Mr Bhardwaj applied to the Tribunal for review of a decision to cancel his visa. The day before the hearing, the Mr Bhardwaj's agent sent to the Tribunal a fax stating that Mr Bhardwaj was ill and requesting an adjournment. This was not brought to the attention of the Tribunal member.
The Tribunal member, being unaware of the fax, heard the matter and determined it adversely to Mr Bhardwaj. The Tribunal subsequently became aware of the letter and set a new date for hearing. The Minister argued that the Tribunal had already made its decision and was functus officio.
The High Court rejected the Minister's argument, finding that the Tribunal could correct its own decision. Although the Court delivered six different judgments (Justice Kirby in dissent), the most commonly cited observation is that of Justices Gaudron and Gummow:
"[A] decision involving jurisdictional error has no legal foundation and is properly to be regarded, in law, as no decision at all. Once that is accepted, it follows that, if [the decision-maker] proceeds to make what is, in law, no decision at all, then, in law, the duty to make a decision remains unperformed."

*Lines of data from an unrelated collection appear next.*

// storage/mod.rs

pub mod file;

use std::path::{Path, PathBuf};

use crate::config::subsystems::CacheFormat;
use crate::corpus::Corpus;
use crate::error::{Error, Result};
use crate::matcher::neighborhoods::Neighborhoods;

pub use self::file::FileCache;

/// Identity of a neighborhood snapshot: which corpus file, at which eps1.
#[derive(Debug, Clone, PartialEq, Eq, Hash)]
pub struct CacheKey {
    dir: PathBuf,
    corpus_name: String,
    eps1: usize,
}

impl CacheKey {
    pub fn new<P: AsRef<Path>>(dir: P, corpus_path: &Path, eps1: usize) -> Result<Self> {
        let corpus_name = corpus_path
            .file_name()
            .map(|name| name.to_string_lossy().into_owned())
            .ok_or_else(|| Error::input(format!("Corpus path has no file name: {:?}", corpus_path)))?;
        Ok(Self {
            dir: dir.as_ref().to_path_buf(),
            corpus_name,
            eps1,
        })
    }

    pub fn eps1(&self) -> usize {
        self.eps1
    }

    pub fn corpus_name(&self) -> &str {
        &self.corpus_name
    }

    pub fn file_name(&self, format: CacheFormat) -> String {
        format!(".mdbscan-cache.{}.{}.{}", self.eps1, self.corpus_name, format.extension())
    }

    pub fn path(&self, format: CacheFormat) -> PathBuf {
        self.dir.join(self.file_name(format))
    }
}

/// Persistence for neighborhoods keyed by [`CacheKey`].
///
/// Implementations resolve stored terms against the live corpus, so a
/// snapshot that does not describe exactly this corpus is reported as a
/// cache integrity error rather than returned partially.
pub trait NeighborhoodStore {
    /// `Ok(None)` when nothing is stored under `key`.
    fn load(&self, key: &CacheKey, corpus: &Corpus) -> Result<Option<Neighborhoods>>;

    fn store(&self, key: &CacheKey, corpus: &Corpus, neighborhoods: &Neighborhoods) -> Result<()>;

    /// Drops whatever is stored under `key`.
    fn invalidate(&self, key: &CacheKey) -> Result<()>;
}

#[cfg(test)]
mod tests {
    use super::*;

    #[test]
    fn key_names_include_eps1_and_corpus() {
        let key = CacheKey::new("/cache", Path::new("/data/rockyou.txt"), 2).unwrap();
        assert_eq!(key.file_name(CacheFormat::Bincode), ".mdbscan-cache.2.rockyou.txt.bin");
        assert_eq!(key.path(CacheFormat::Json), PathBuf::from("/cache/.mdbscan-cache.2.rockyou.txt.json"));
        assert_ne!(key, CacheKey::new("/cache", Path::new("/data/rockyou.txt"), 1).unwrap());
    }

    #[test]
    fn key_needs_a_file_name() {
        assert!(CacheKey::new("/cache", Path::new("/"), 1).is_err());
    }
}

Their observations have sometimes been thought to apply to all administrative decisions, meaning simply that any administrative decision affected by jurisdictional error will be without consequence and can be remade without the decision-maker being functus officio.
So that's not right anymore?
Subsequent analysis of Bhardwaj has demonstrated that its application is not so simple and depends upon the statute pursuant to which the decision was made. Not every error will be jurisdictional, and not every decision affected by jurisdictional error should automatically be treated as a nullity. Certainly, it is not always the responsibility of the decision maker to decide that such an error exists. Before attempting to remake a decision, we suggest that decision-makers consider the following four questions.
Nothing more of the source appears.